Monday, February 13, 2012

Gone Away

This poem talks about how the pain felt in life is burdensome while being alive. However, after I am dead the pain will be gone.

Alone in this world, where am I going?
I use to smile and feel alive.
Now all I wanna do is cry.
Fire use to surge through my veins,
hot and non-extinguishable flames.
Now coldness of thought is where I choose to stay.

Covers pulled up over my head,
in darkness let me sleep;
Let me never see the satisfaction of light in shining,
just leave me to shiver in peace.
Let every friend cease to exist as numbness haunts my brain,
here we go, a familiar place, it is happening all over again.

Failing to reach my goal in life, depression quickly prevails,
as I dread the wake of morning to see the light of day.
Support from those who matter, seem to me nothing but distant lies,
and lost inside myself, I only want to die.
Been here so often I have no problem saying goodbye,
when in turn, I ascend, I shall not shed a tear
because on this day, I would have left behind this burden gone away.

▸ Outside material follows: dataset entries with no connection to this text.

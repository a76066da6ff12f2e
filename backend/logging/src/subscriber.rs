//! `tracing` integration.
//!
//! [`FacadeLayer`] turns `tracing` events into facade records so libraries
//! instrumented with `tracing` end up in the same JSON stream. Tracing levels
//! top out at `ERROR`, so bridged events never panic or exit.

use std::fmt;

use tracing::field::{Field as TracingField, Visit};
use tracing::{Event, Subscriber};
use tracing_subscriber::layer::{Context, Layer, SubscriberExt};
use tracing_subscriber::util::SubscriberInitExt;
use tracing_subscriber::EnvFilter;

use crate::encoder::short_caller;
use crate::error::LogError;
use crate::field::{self, Field};
use crate::level::Level;
use crate::logger::Logger;

/// Key under which the event's target is attached.
pub const TARGET_KEY: &str = "target";

/// Forwards every `tracing` event to a [`Logger`].
#[derive(Debug, Clone)]
pub struct FacadeLayer {
    logger: Logger,
}

impl FacadeLayer {
    pub fn new(logger: Logger) -> Self {
        Self { logger }
    }
}

#[derive(Default)]
struct FieldCollector {
    message: String,
    fields: Vec<Field>,
}

impl Visit for FieldCollector {
    fn record_str(&mut self, f: &TracingField, value: &str) {
        if f.name() == "message" {
            self.message = value.to_string();
        } else {
            self.fields.push(field::string(f.name(), value));
        }
    }

    fn record_bool(&mut self, f: &TracingField, value: bool) {
        self.fields.push(field::bool(f.name(), value));
    }

    fn record_i64(&mut self, f: &TracingField, value: i64) {
        self.fields.push(field::int64(f.name(), value));
    }

    fn record_u64(&mut self, f: &TracingField, value: u64) {
        self.fields.push(field::uint64(f.name(), value));
    }

    fn record_f64(&mut self, f: &TracingField, value: f64) {
        self.fields.push(field::float64(f.name(), value));
    }

    fn record_error(&mut self, f: &TracingField, value: &(dyn std::error::Error + 'static)) {
        self.fields.push(field::named_error(f.name(), value));
    }

    fn record_debug(&mut self, f: &TracingField, value: &dyn fmt::Debug) {
        if f.name() == "message" {
            self.message = format!("{value:?}");
        } else {
            self.fields.push(field::string(f.name(), format!("{value:?}")));
        }
    }
}

impl<S: Subscriber> Layer<S> for FacadeLayer {
    fn on_event(&self, event: &Event<'_>, _ctx: Context<'_, S>) {
        let meta = event.metadata();
        let level = Level::from(*meta.level());
        if !self.logger.enabled(level) {
            return;
        }

        let mut collector = FieldCollector::default();
        event.record(&mut collector);
        collector.fields.push(field::string(TARGET_KEY, meta.target()));

        let caller = if self.logger.adds_caller() {
            meta.file().zip(meta.line()).map(|(file, line)| short_caller(file, line))
        } else {
            None
        };
        self.logger
            .write(level, &collector.message, &collector.fields, caller.as_deref());
    }
}

/// Install a global subscriber that routes `tracing` events into `logger`.
///
/// `RUST_LOG` takes precedence over `directives` when set.
pub fn init_tracing(logger: Logger, directives: &str) -> Result<(), LogError> {
    let env_filter = EnvFilter::try_from_default_env()
        .or_else(|_| EnvFilter::try_new(directives))
        .map_err(|e| LogError::TracingInit(e.to_string()))?;

    tracing_subscriber::registry()
        .with(env_filter)
        .with(FacadeLayer::new(logger))
        .try_init()
        .map_err(|e| LogError::TracingInit(e.to_string()))
}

Let my mind and teeth rot away, I cannot afford the healing,
left behind by foe or friend, I'm running out of time.
Destitute, short of breath, tightness in my chest,
every bone in my body stiffening with pain,
engulfed in flames just let the life in me melt away
so that this burden has gone away.

Tears forever fall slowly within a catatonic stare,
As desperately I search for ways out seeking revenge
on those who leave me behind time-and-time again;
Let the hammer fall on those who point fingers at me,
give me strength to throw it back in their face,
shall my Hell turn to Heaven because God knows I will;
I'm taking down names of those who dare betray,
I will remember, I will seek action, I will bury them until my dying day,
when in turn, I ascend leaving behind this burden gone away.